Un ragionamento analogo vale per le case della comunità: siamo sicuri che i medici di medicina generale vogliano collaborare? Non è meglio pensare a una nuova specializzazione sulla sanità territoriale che attragga nuove leve con una formazione specifica contemporaneamente alla realizzazione di queste strutture?
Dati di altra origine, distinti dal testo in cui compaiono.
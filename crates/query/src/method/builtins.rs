//! Built-in classes.

use super::{ClassDescriptor, TypeRegistry, OBJECT_CLASS};
use crate::error::MethodError;
use tessera_core::{ObjectType, Value};

type BodyResult = core::result::Result<Value, MethodError>;

pub(super) fn register(registry: &mut TypeRegistry) {
    registry.register(object_class());
    registry.register(string_class());
    registry.register(number_class());
    for name in ["Integer", "Long", "Double"] {
        registry.register(ClassDescriptor::new(name).extends("Number"));
    }
    registry.register(
        ClassDescriptor::new("Boolean").method("booleanValue", [], |v, _| {
            v.as_bool().map(Value::Boolean).ok_or_else(|| receiver_error("Boolean"))
        }),
    );
    registry.register(collection_class());
    registry.register(entry_class());
    registry.register(region_class());
}

fn receiver_error(expected: &str) -> MethodError {
    format!("receiver is not a {}", expected).into()
}

fn string<'a>(v: &'a Value) -> core::result::Result<&'a str, MethodError> {
    v.as_str().ok_or_else(|| receiver_error("String"))
}

fn string_arg<'a>(args: &'a [Value], i: usize) -> core::result::Result<&'a str, MethodError> {
    args.get(i)
        .and_then(Value::as_str)
        .ok_or_else(|| format!("argument {} is not a String", i + 1).into())
}

fn int_arg(args: &[Value], i: usize) -> core::result::Result<i64, MethodError> {
    args.get(i)
        .and_then(Value::as_i64)
        .ok_or_else(|| format!("argument {} is not an integer", i + 1).into())
}

fn char_index(len: usize, index: i64) -> core::result::Result<usize, MethodError> {
    usize::try_from(index)
        .ok()
        .filter(|i| *i <= len)
        .ok_or_else(|| format!("index {} out of range for length {}", index, len).into())
}

fn object_class() -> ClassDescriptor {
    ClassDescriptor::new(OBJECT_CLASS)
        .method("toString", [], |v, _| Ok(Value::String(v.to_string())))
        .method("equals", [ObjectType::Any], |v, args| {
            Ok(Value::Boolean(args.first().map_or(false, |a| a == v)))
        })
}

fn string_class() -> ClassDescriptor {
    ClassDescriptor::new("String")
        .method("toString", [], |v, _| Ok(Value::String(string(v)?.to_owned())))
        .method("length", [], |v, _| {
            Ok(Value::count(string(v)?.chars().count()))
        })
        .method("isEmpty", [], |v, _| Ok(Value::Boolean(string(v)?.is_empty())))
        .method("trim", [], |v, _| Ok(Value::String(string(v)?.trim().to_owned())))
        .method("toUpperCase", [], |v, _| {
            Ok(Value::String(string(v)?.to_uppercase()))
        })
        .method("toLowerCase", [], |v, _| {
            Ok(Value::String(string(v)?.to_lowercase()))
        })
        .method("startsWith", [ObjectType::String], |v, args| {
            Ok(Value::Boolean(string(v)?.starts_with(string_arg(args, 0)?)))
        })
        .method("endsWith", [ObjectType::String], |v, args| {
            Ok(Value::Boolean(string(v)?.ends_with(string_arg(args, 0)?)))
        })
        .method("contains", [ObjectType::String], |v, args| {
            Ok(Value::Boolean(string(v)?.contains(string_arg(args, 0)?)))
        })
        .method("equalsIgnoreCase", [ObjectType::String], |v, args| {
            Ok(Value::Boolean(
                string(v)?.to_lowercase() == string_arg(args, 0)?.to_lowercase(),
            ))
        })
        .method("concat", [ObjectType::String], |v, args| {
            Ok(Value::String(format!("{}{}", string(v)?, string_arg(args, 0)?)))
        })
        .method("indexOf", [ObjectType::String], |v, args| {
            let s = string(v)?;
            let index = s
                .find(string_arg(args, 0)?)
                .map_or(-1, |byte| s[..byte].chars().count() as i32);
            Ok(Value::Int(index))
        })
        .method("charAt", [ObjectType::Int], |v, args| {
            let s = string(v)?;
            let index = int_arg(args, 0)?;
            usize::try_from(index)
                .ok()
                .and_then(|i| s.chars().nth(i))
                .map(|c| Value::String(c.to_string()))
                .ok_or_else(|| format!("index {} out of range", index).into())
        })
        .method("substring", [ObjectType::Int], |v, args| {
            let chars: Vec<char> = string(v)?.chars().collect();
            let begin = char_index(chars.len(), int_arg(args, 0)?)?;
            Ok(Value::String(chars[begin..].iter().collect()))
        })
        .method("substring", [ObjectType::Int, ObjectType::Int], |v, args| {
            let chars: Vec<char> = string(v)?.chars().collect();
            let begin = char_index(chars.len(), int_arg(args, 0)?)?;
            let end = char_index(chars.len(), int_arg(args, 1)?)?;
            if begin > end {
                return Err(format!("begin {} greater than end {}", begin, end).into());
            }
            Ok(Value::String(chars[begin..end].iter().collect()))
        })
}

fn number_class() -> ClassDescriptor {
    ClassDescriptor::new("Number")
        .method("intValue", [], |v, _| {
            v.as_f64()
                .map(|n| Value::Int(n as i32))
                .ok_or_else(|| receiver_error("Number"))
        })
        .method("longValue", [], |v, _| {
            v.as_f64()
                .map(|n| Value::Long(n as i64))
                .ok_or_else(|| receiver_error("Number"))
        })
        .method("doubleValue", [], |v, _| {
            v.as_f64().map(Value::Double).ok_or_else(|| receiver_error("Number"))
        })
}

fn collection_class() -> ClassDescriptor {
    fn items(v: &Value) -> core::result::Result<&[Value], MethodError> {
        v.as_collection().ok_or_else(|| receiver_error("Collection"))
    }
    ClassDescriptor::new("Collection")
        .method("size", [], |v, _| Ok(Value::count(items(v)?.len())))
        .method("isEmpty", [], |v, _| Ok(Value::Boolean(items(v)?.is_empty())))
        .method("contains", [ObjectType::Any], |v, args| {
            let needle = args.first().unwrap_or(&Value::Null);
            Ok(Value::Boolean(items(v)?.contains(needle)))
        })
        .method("get", [ObjectType::Int], |v, args| {
            let items = items(v)?;
            let index = int_arg(args, 0)?;
            usize::try_from(index)
                .ok()
                .and_then(|i| items.get(i))
                .cloned()
                .ok_or_else(|| format!("index {} out of range", index).into())
        })
}

fn entry_class() -> ClassDescriptor {
    ClassDescriptor::new("Entry")
        .method("getKey", [], |v, _| {
            v.as_entry().map(|e| e.key().clone()).ok_or_else(|| receiver_error("Entry"))
        })
        .method("getValue", [], |v, _| {
            v.as_entry().map(|e| e.value().clone()).ok_or_else(|| receiver_error("Entry"))
        })
}

fn region_class() -> ClassDescriptor {
    fn region(v: &Value) -> core::result::Result<&tessera_core::RegionRef, MethodError> {
        v.as_region().ok_or_else(|| receiver_error("Region"))
    }
    fn storage(e: tessera_core::Error) -> MethodError {
        Box::new(e)
    }
    ClassDescriptor::new("Region")
        .method("getName", [], |v, _| Ok(Value::String(region(v)?.name().to_owned())))
        .method("size", [], |v, _| Ok(Value::count(region(v)?.size())))
        .method("isEmpty", [], |v, _| Ok(Value::Boolean(region(v)?.size() == 0)))
        .method("get", [ObjectType::Any], |v, args| {
            let key = args.first().unwrap_or(&Value::Null);
            Ok(region(v)?.get(key).unwrap_or(Value::Null))
        })
        .method("containsKey", [ObjectType::Any], |v, args| {
            let key = args.first().unwrap_or(&Value::Null);
            Ok(Value::Boolean(region(v)?.get_entry(key).is_some()))
        })
        .method("keySet", [], |v, _| {
            Ok(Value::collection(region(v)?.keys().map_err(storage)?))
        })
        .method("values", [], |v, _| {
            Ok(Value::collection(region(v)?.values().map_err(storage)?))
        })
        .method("entrySet", [], |v, _| {
            let entries = region(v)?.entries().map_err(storage)?;
            Ok(Value::collection(entries.into_iter().map(Value::Entry)))
        })
}
impl fmt::Display for Value {
    fn fmt(&self, f: &mut fmt::Formatter<'_>) -> fmt::Result {
        match self {
            Value::Undefined => write!(f, "UNDEFINED"),
            Value::Null => write!(f, "null"),
            Value::Boolean(b) => write!(f, "{}", b),
            Value::Int(i) => write!(f, "{}", i),
            Value::Long(i) => write!(f, "{}", i),
            Value::Double(d) => write!(f, "{}", d),
            Value::String(s) => write!(f, "{}", s),
            Value::Object(o) => {
                write!(f, "{}{{", o.class())?;
                for (i, (name, value)) in o.fields().enumerate() {
                    if i > 0 {
                        write!(f, ", ")?;
                    }
                    write!(f, "{}={}", name, value)?;
                }
                write!(f, "}}")
            }
            Value::Struct(s) => {
                write!(f, "struct(")?;
                for (i, (name, value)) in s
                    .struct_type()
                    .field_names()
                    .iter()
                    .zip(s.values())
                    .enumerate()
                {
                    if i > 0 {
                        write!(f, ", ")?;
                    }
                    write!(f, "{}:{}", name, value)?;
                }
                write!(f, ")")
            }
            Value::Collection(c) => {
                write!(f, "[")?;
                for (i, value) in c.iter().enumerate() {
                    if i > 0 {
                        write!(f, ", ")?;
                    }
                    write!(f, "{}", value)?;
                }
                write!(f, "]")
            }
            Value::Entry(e) => write!(f, "{}={}", e.key(), e.value()),
            Value::Region(r) => write!(f, "/{}", r.name()),
        }
    }
}

impl From<bool> for Value {
    fn from(v: bool) -> Self {
        Value::Boolean(v)
    }
}

impl From<i32> for Value {
    fn from(v: i32) -> Self {
        Value::Int(v)
    }
}

impl From<i64> for Value {
    fn from(v: i64) -> Self {
        Value::Long(v)
    }
}

impl From<f64> for Value {
    fn from(v: f64) -> Self {
        Value::Double(v)
    }
}

impl From<String> for Value {
    fn from(v: String) -> Self {
        Value::String(v)
    }
}

impl From<&str> for Value {
    fn from(v: &str) -> Self {
        Value::String(v.to_string())
    }
}

impl From<ObjectValue> for Value {
    fn from(v: ObjectValue) -> Self {
        Value::object(v)
    }
}

impl From<Vec<Value>> for Value {
    fn from(v: Vec<Value>) -> Self {
        Value::Collection(Arc::new(v))
    }
}

impl<T> From<Option<T>> for Value
where
    T: Into<Value>,
{
    fn from(v: Option<T>) -> Self {
        match v {
            Some(val) => val.into(),
            None => Value::Null,
        }
    }
}
//! Partitioned regions.

use crate::local::LocalRegion;
use crate::routing::bucket_for_key;
use core::sync::atomic::{AtomicBool, Ordering};
use std::sync::Arc;
use tessera_core::{
    BucketId, EntryRef, Error, IndexRef, PartitionInfo, QueryRegion, RegionRef, Result, Value,
};
use tessera_index::{KeyExtractor, RangeIndex};

/// A region whose entries are spread over a fixed number of buckets.
///
/// Each bucket is a `LocalRegion` carrying the partitioned region's name, so a
/// query compiled against `/name` runs unchanged against a single bucket.
#[derive(Debug)]
pub struct PartitionedRegion {
    name: String,
    buckets: Vec<Arc<LocalRegion>>,
    colocated_with: Option<String>,
    destroyed: AtomicBool,
}

impl PartitionedRegion {
    /// Creates a partitioned region with `bucket_count` empty buckets.
    pub fn new(name: impl Into<String>, bucket_count: usize) -> Result<Self> {
        if bucket_count == 0 {
            return Err(Error::invalid_operation(
                "partitioned region needs at least one bucket",
            ));
        }
        let name = name.into();
        let buckets = (0..bucket_count)
            .map(|_| Arc::new(LocalRegion::new(name.clone())))
            .collect();
        Ok(Self {
            name,
            buckets,
            colocated_with: None,
            destroyed: AtomicBool::new(false),
        })
    }

    /// Declares this region co-located with another partitioned region.
    pub fn colocated_with(mut self, region: impl Into<String>) -> Self {
        self.colocated_with = Some(region.into());
        self
    }

    /// Returns the number of buckets.
    pub fn bucket_count(&self) -> usize {
        self.buckets.len()
    }

    /// Returns the bucket a key routes to.
    pub fn bucket_of(&self, key: &Value) -> BucketId {
        bucket_for_key(key, self.buckets.len())
    }

    /// Returns a bucket's local region.
    pub fn local_bucket(&self, bucket: BucketId) -> Option<&Arc<LocalRegion>> {
        self.buckets.get(bucket)
    }

    fn route(&self, key: &Value) -> Result<&Arc<LocalRegion>> {
        if self.is_destroyed() {
            return Err(Error::region_destroyed(&self.name));
        }
        let bucket = self.bucket_of(key);
        self.buckets
            .get(bucket)
            .ok_or_else(|| Error::invalid_operation(format!("bucket {} out of range", bucket)))
    }

    /// Stores a value in the bucket its key routes to.
    pub fn put(&self, key: impl Into<Value>, value: impl Into<Value>) -> Result<Option<Value>> {
        let key = key.into();
        self.route(&key)?.put(key, value)
    }

    /// Removes the entry under a key.
    pub fn remove(&self, key: &Value) -> Result<Option<Value>> {
        self.route(key)?.remove(key)
    }

    /// Creates the same index on every bucket.
    pub fn create_index(
        &self,
        name: &str,
        expression: &str,
        extractor: KeyExtractor,
    ) -> Result<Vec<Arc<RangeIndex>>> {
        if self.is_destroyed() {
            return Err(Error::region_destroyed(&self.name));
        }
        self.buckets
            .iter()
            .map(|b| b.create_index(name, expression, extractor.clone()))
            .collect()
    }

    /// Destroys every bucket.
    pub fn destroy(&self) {
        if self.destroyed.swap(true, Ordering::AcqRel) {
            return;
        }
        for bucket in &self.buckets {
            bucket.destroy();
        }
        tracing::debug!(region = %self.name, buckets = self.buckets.len(), "partitioned region destroyed");
    }
}

impl QueryRegion for PartitionedRegion {
    fn name(&self) -> &str {
        &self.name
    }

    fn get_entry(&self, key: &Value) -> Option<EntryRef> {
        self.route(key).ok()?.get_entry(key)
    }

    fn entries(&self) -> Result<Vec<EntryRef>> {
        if self.is_destroyed() {
            return Err(Error::region_destroyed(&self.name));
        }
        let mut all = Vec::with_capacity(self.size());
        for bucket in &self.buckets {
            all.extend(bucket.entries()?);
        }
        Ok(all)
    }

    fn size(&self) -> usize {
        self.buckets.iter().map(|b| b.len()).sum()
    }

    fn is_destroyed(&self) -> bool {
        self.destroyed.load(Ordering::Acquire)
    }

    /// Indexes live on the buckets; the partitioned view exposes none.
    fn indexes(&self) -> Vec<IndexRef> {
        Vec::new()
    }

    fn partition(&self) -> Option<PartitionInfo> {
        Some(PartitionInfo {
            bucket_count: self.buckets.len(),
            colocated_with: self.colocated_with.clone(),
        })
    }

    fn bucket(&self, bucket: BucketId) -> Option<RegionRef> {
        self.buckets
            .get(bucket)
            .map(|b| Arc::clone(b) as RegionRef)
    }
}
//! Test fixtures shared by unit tests.

use crate::config::QueryConfig;
use crate::context::{CancellationToken, ExecutionContext, QueryEnv};
use crate::method::{AllowAllAuthorizer, TypeRegistry};
use crate::optimizer::compile;
use std::sync::Arc;
use tessera_storage::RegionCache;

pub(crate) fn env_with_regions(names: &[&str]) -> QueryEnv {
    let cache = Arc::new(RegionCache::new());
    for name in names {
        cache.create_region(name).unwrap();
    }
    env_for(cache)
}

pub(crate) fn env_for(cache: Arc<RegionCache>) -> QueryEnv {
    QueryEnv {
        cache,
        registry: Arc::new(TypeRegistry::new()),
        authorizer: Arc::new(AllowAllAuthorizer),
        config: QueryConfig::default(),
    }
}

pub(crate) fn with_context<F>(env: &QueryEnv, text: &str, f: F)
where
    F: FnOnce(&mut ExecutionContext<'_>),
{
    let query = compile(text).unwrap();
    let mut ctx = ExecutionContext::new(&query, env, &[], CancellationToken::new());
    f(&mut ctx);
}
Terzo, sembra essersi placata la discussione sulla riforma del Titolo V della Costituzione come condizione imprescindibile per garantire una maggiore eguaglianza nei servizi tra le diverse aree territoriali e per affrontare eventuali pandemie future. Ma la conferma dell’attribuzione di funzioni alle regioni dovrebbe essere accompagnata dalla revisione del sistema di finanziamento regionale, con l’attuazione dell’articolo 119 della Costituzione, soprattutto se il governo pensa al taglio dell’Irap, l’imposta creata nel 1997 per il finanziamento regionale della sanità. Anche di questo non si parla; e quando se ne parla, lo si fa solo sul tavolo della riforma del fisco, come se ciascuno pensasse al proprio ingranaggio e non al funzionamento dell’intera macchina. Il rischio di ritrovarsi con l’ingranaggio sbagliato, in queste condizioni, è molto elevato.